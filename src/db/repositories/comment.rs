//! Comment repository

use anyhow::Result;
use async_trait::async_trait;
use chrono::Utc;
use sqlx::{MySqlPool, Row, SqlitePool};

use crate::config::DatabaseDriver;
use crate::db::DynDatabasePool;
use crate::models::{Comment, CommentWithAuthor};

/// Fields needed to insert a new comment
pub struct NewComment {
    pub article_id: i64,
    pub author_id: i64,
    pub message: String,
}

/// Comment repository trait
#[async_trait]
pub trait CommentRepository: Send + Sync {
    /// Insert a new comment and return the stored record
    async fn create(&self, comment: &NewComment) -> Result<Comment>;

    /// Get a comment by ID
    async fn get_by_id(&self, id: i64) -> Result<Option<Comment>>;

    /// Get a comment with its author's username
    async fn get_with_author(&self, id: i64) -> Result<Option<CommentWithAuthor>>;

    /// Comments for an article, newest first, optionally limited
    async fn list_for_article(
        &self,
        article_id: i64,
        limit: Option<i64>,
    ) -> Result<Vec<CommentWithAuthor>>;

    /// Count comments on an article
    async fn count_for_article(&self, article_id: i64) -> Result<i64>;

    /// Replace the comment message; returns false if missing
    async fn update_message(&self, id: i64, message: &str) -> Result<bool>;

    /// Delete a comment; returns false if missing
    async fn delete(&self, id: i64) -> Result<bool>;
}

/// sqlx-backed comment repository
pub struct SqlxCommentRepository {
    pool: DynDatabasePool,
}

impl SqlxCommentRepository {
    pub fn new(pool: DynDatabasePool) -> Self {
        Self { pool }
    }
}

#[async_trait]
impl CommentRepository for SqlxCommentRepository {
    async fn create(&self, comment: &NewComment) -> Result<Comment> {
        match self.pool.driver() {
            DatabaseDriver::Sqlite => create_sqlite(self.pool.as_sqlite().unwrap(), comment).await,
            DatabaseDriver::Mysql => create_mysql(self.pool.as_mysql().unwrap(), comment).await,
        }
    }

    async fn get_by_id(&self, id: i64) -> Result<Option<Comment>> {
        match self.pool.driver() {
            DatabaseDriver::Sqlite => get_by_id_sqlite(self.pool.as_sqlite().unwrap(), id).await,
            DatabaseDriver::Mysql => get_by_id_mysql(self.pool.as_mysql().unwrap(), id).await,
        }
    }

    async fn get_with_author(&self, id: i64) -> Result<Option<CommentWithAuthor>> {
        match self.pool.driver() {
            DatabaseDriver::Sqlite => {
                get_with_author_sqlite(self.pool.as_sqlite().unwrap(), id).await
            }
            DatabaseDriver::Mysql => get_with_author_mysql(self.pool.as_mysql().unwrap(), id).await,
        }
    }

    async fn list_for_article(
        &self,
        article_id: i64,
        limit: Option<i64>,
    ) -> Result<Vec<CommentWithAuthor>> {
        match self.pool.driver() {
            DatabaseDriver::Sqlite => {
                list_for_article_sqlite(self.pool.as_sqlite().unwrap(), article_id, limit).await
            }
            DatabaseDriver::Mysql => {
                list_for_article_mysql(self.pool.as_mysql().unwrap(), article_id, limit).await
            }
        }
    }

    async fn count_for_article(&self, article_id: i64) -> Result<i64> {
        match self.pool.driver() {
            DatabaseDriver::Sqlite => {
                count_for_article_sqlite(self.pool.as_sqlite().unwrap(), article_id).await
            }
            DatabaseDriver::Mysql => {
                count_for_article_mysql(self.pool.as_mysql().unwrap(), article_id).await
            }
        }
    }

    async fn update_message(&self, id: i64, message: &str) -> Result<bool> {
        match self.pool.driver() {
            DatabaseDriver::Sqlite => {
                update_message_sqlite(self.pool.as_sqlite().unwrap(), id, message).await
            }
            DatabaseDriver::Mysql => {
                update_message_mysql(self.pool.as_mysql().unwrap(), id, message).await
            }
        }
    }

    async fn delete(&self, id: i64) -> Result<bool> {
        match self.pool.driver() {
            DatabaseDriver::Sqlite => delete_sqlite(self.pool.as_sqlite().unwrap(), id).await,
            DatabaseDriver::Mysql => delete_mysql(self.pool.as_mysql().unwrap(), id).await,
        }
    }
}

const SELECT_COMMENT: &str =
    "SELECT id, article_id, author_id, message, created_at, updated_at FROM comments";

const SELECT_COMMENT_WITH_AUTHOR: &str = "SELECT c.id, c.article_id, c.author_id, c.message, \
     c.created_at, c.updated_at, u.username AS author_name \
     FROM comments c JOIN users u ON c.author_id = u.id";

fn comment_from_sqlite_row(row: &sqlx::sqlite::SqliteRow) -> Comment {
    Comment {
        id: row.get("id"),
        article_id: row.get("article_id"),
        author_id: row.get("author_id"),
        message: row.get("message"),
        created_at: row.get("created_at"),
        updated_at: row.get("updated_at"),
    }
}

fn comment_from_mysql_row(row: &sqlx::mysql::MySqlRow) -> Comment {
    Comment {
        id: row.get("id"),
        article_id: row.get("article_id"),
        author_id: row.get("author_id"),
        message: row.get("message"),
        created_at: row.get("created_at"),
        updated_at: row.get("updated_at"),
    }
}

fn with_author_from_sqlite_row(row: &sqlx::sqlite::SqliteRow) -> CommentWithAuthor {
    CommentWithAuthor {
        comment: comment_from_sqlite_row(row),
        author_name: row.get("author_name"),
    }
}

fn with_author_from_mysql_row(row: &sqlx::mysql::MySqlRow) -> CommentWithAuthor {
    CommentWithAuthor {
        comment: comment_from_mysql_row(row),
        author_name: row.get("author_name"),
    }
}

// SQLite implementations

async fn create_sqlite(pool: &SqlitePool, comment: &NewComment) -> Result<Comment> {
    let now = Utc::now();
    let result = sqlx::query(
        "INSERT INTO comments (article_id, author_id, message, created_at, updated_at) \
         VALUES (?, ?, ?, ?, ?)",
    )
    .bind(comment.article_id)
    .bind(comment.author_id)
    .bind(&comment.message)
    .bind(now)
    .bind(now)
    .execute(pool)
    .await?;

    Ok(Comment {
        id: result.last_insert_rowid(),
        article_id: comment.article_id,
        author_id: comment.author_id,
        message: comment.message.clone(),
        created_at: now,
        updated_at: now,
    })
}

async fn get_by_id_sqlite(pool: &SqlitePool, id: i64) -> Result<Option<Comment>> {
    let row = sqlx::query(&format!("{} WHERE id = ?", SELECT_COMMENT))
        .bind(id)
        .fetch_optional(pool)
        .await?;
    Ok(row.map(|r| comment_from_sqlite_row(&r)))
}

async fn get_with_author_sqlite(pool: &SqlitePool, id: i64) -> Result<Option<CommentWithAuthor>> {
    let row = sqlx::query(&format!("{} WHERE c.id = ?", SELECT_COMMENT_WITH_AUTHOR))
        .bind(id)
        .fetch_optional(pool)
        .await?;
    Ok(row.map(|r| with_author_from_sqlite_row(&r)))
}

async fn list_for_article_sqlite(
    pool: &SqlitePool,
    article_id: i64,
    limit: Option<i64>,
) -> Result<Vec<CommentWithAuthor>> {
    let rows = match limit {
        Some(n) => {
            sqlx::query(&format!(
                "{} WHERE c.article_id = ? ORDER BY c.created_at DESC LIMIT ?",
                SELECT_COMMENT_WITH_AUTHOR
            ))
            .bind(article_id)
            .bind(n)
            .fetch_all(pool)
            .await?
        }
        None => {
            sqlx::query(&format!(
                "{} WHERE c.article_id = ? ORDER BY c.created_at DESC",
                SELECT_COMMENT_WITH_AUTHOR
            ))
            .bind(article_id)
            .fetch_all(pool)
            .await?
        }
    };
    Ok(rows.iter().map(with_author_from_sqlite_row).collect())
}

async fn count_for_article_sqlite(pool: &SqlitePool, article_id: i64) -> Result<i64> {
    let row = sqlx::query("SELECT COUNT(*) AS total FROM comments WHERE article_id = ?")
        .bind(article_id)
        .fetch_one(pool)
        .await?;
    Ok(row.get("total"))
}

async fn update_message_sqlite(pool: &SqlitePool, id: i64, message: &str) -> Result<bool> {
    let result = sqlx::query("UPDATE comments SET message = ?, updated_at = ? WHERE id = ?")
        .bind(message)
        .bind(Utc::now())
        .bind(id)
        .execute(pool)
        .await?;
    Ok(result.rows_affected() > 0)
}

async fn delete_sqlite(pool: &SqlitePool, id: i64) -> Result<bool> {
    let result = sqlx::query("DELETE FROM comments WHERE id = ?")
        .bind(id)
        .execute(pool)
        .await?;
    Ok(result.rows_affected() > 0)
}

// MySQL implementations

async fn create_mysql(pool: &MySqlPool, comment: &NewComment) -> Result<Comment> {
    let now = Utc::now();
    let result = sqlx::query(
        "INSERT INTO comments (article_id, author_id, message, created_at, updated_at) \
         VALUES (?, ?, ?, ?, ?)",
    )
    .bind(comment.article_id)
    .bind(comment.author_id)
    .bind(&comment.message)
    .bind(now)
    .bind(now)
    .execute(pool)
    .await?;

    Ok(Comment {
        id: result.last_insert_id() as i64,
        article_id: comment.article_id,
        author_id: comment.author_id,
        message: comment.message.clone(),
        created_at: now,
        updated_at: now,
    })
}

async fn get_by_id_mysql(pool: &MySqlPool, id: i64) -> Result<Option<Comment>> {
    let row = sqlx::query(&format!("{} WHERE id = ?", SELECT_COMMENT))
        .bind(id)
        .fetch_optional(pool)
        .await?;
    Ok(row.map(|r| comment_from_mysql_row(&r)))
}

async fn get_with_author_mysql(pool: &MySqlPool, id: i64) -> Result<Option<CommentWithAuthor>> {
    let row = sqlx::query(&format!("{} WHERE c.id = ?", SELECT_COMMENT_WITH_AUTHOR))
        .bind(id)
        .fetch_optional(pool)
        .await?;
    Ok(row.map(|r| with_author_from_mysql_row(&r)))
}

async fn list_for_article_mysql(
    pool: &MySqlPool,
    article_id: i64,
    limit: Option<i64>,
) -> Result<Vec<CommentWithAuthor>> {
    let rows = match limit {
        Some(n) => {
            sqlx::query(&format!(
                "{} WHERE c.article_id = ? ORDER BY c.created_at DESC LIMIT ?",
                SELECT_COMMENT_WITH_AUTHOR
            ))
            .bind(article_id)
            .bind(n)
            .fetch_all(pool)
            .await?
        }
        None => {
            sqlx::query(&format!(
                "{} WHERE c.article_id = ? ORDER BY c.created_at DESC",
                SELECT_COMMENT_WITH_AUTHOR
            ))
            .bind(article_id)
            .fetch_all(pool)
            .await?
        }
    };
    Ok(rows.iter().map(with_author_from_mysql_row).collect())
}

async fn count_for_article_mysql(pool: &MySqlPool, article_id: i64) -> Result<i64> {
    let row = sqlx::query("SELECT COUNT(*) AS total FROM comments WHERE article_id = ?")
        .bind(article_id)
        .fetch_one(pool)
        .await?;
    Ok(row.get("total"))
}

async fn update_message_mysql(pool: &MySqlPool, id: i64, message: &str) -> Result<bool> {
    let result = sqlx::query("UPDATE comments SET message = ?, updated_at = ? WHERE id = ?")
        .bind(message)
        .bind(Utc::now())
        .bind(id)
        .execute(pool)
        .await?;
    Ok(result.rows_affected() > 0)
}

async fn delete_mysql(pool: &MySqlPool, id: i64) -> Result<bool> {
    let result = sqlx::query("DELETE FROM comments WHERE id = ?")
        .bind(id)
        .execute(pool)
        .await?;
    Ok(result.rows_affected() > 0)
}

> [Task statement]
Determine how many lines above have the string "bool" and output nothing besides the count.

> [Exercise output]
8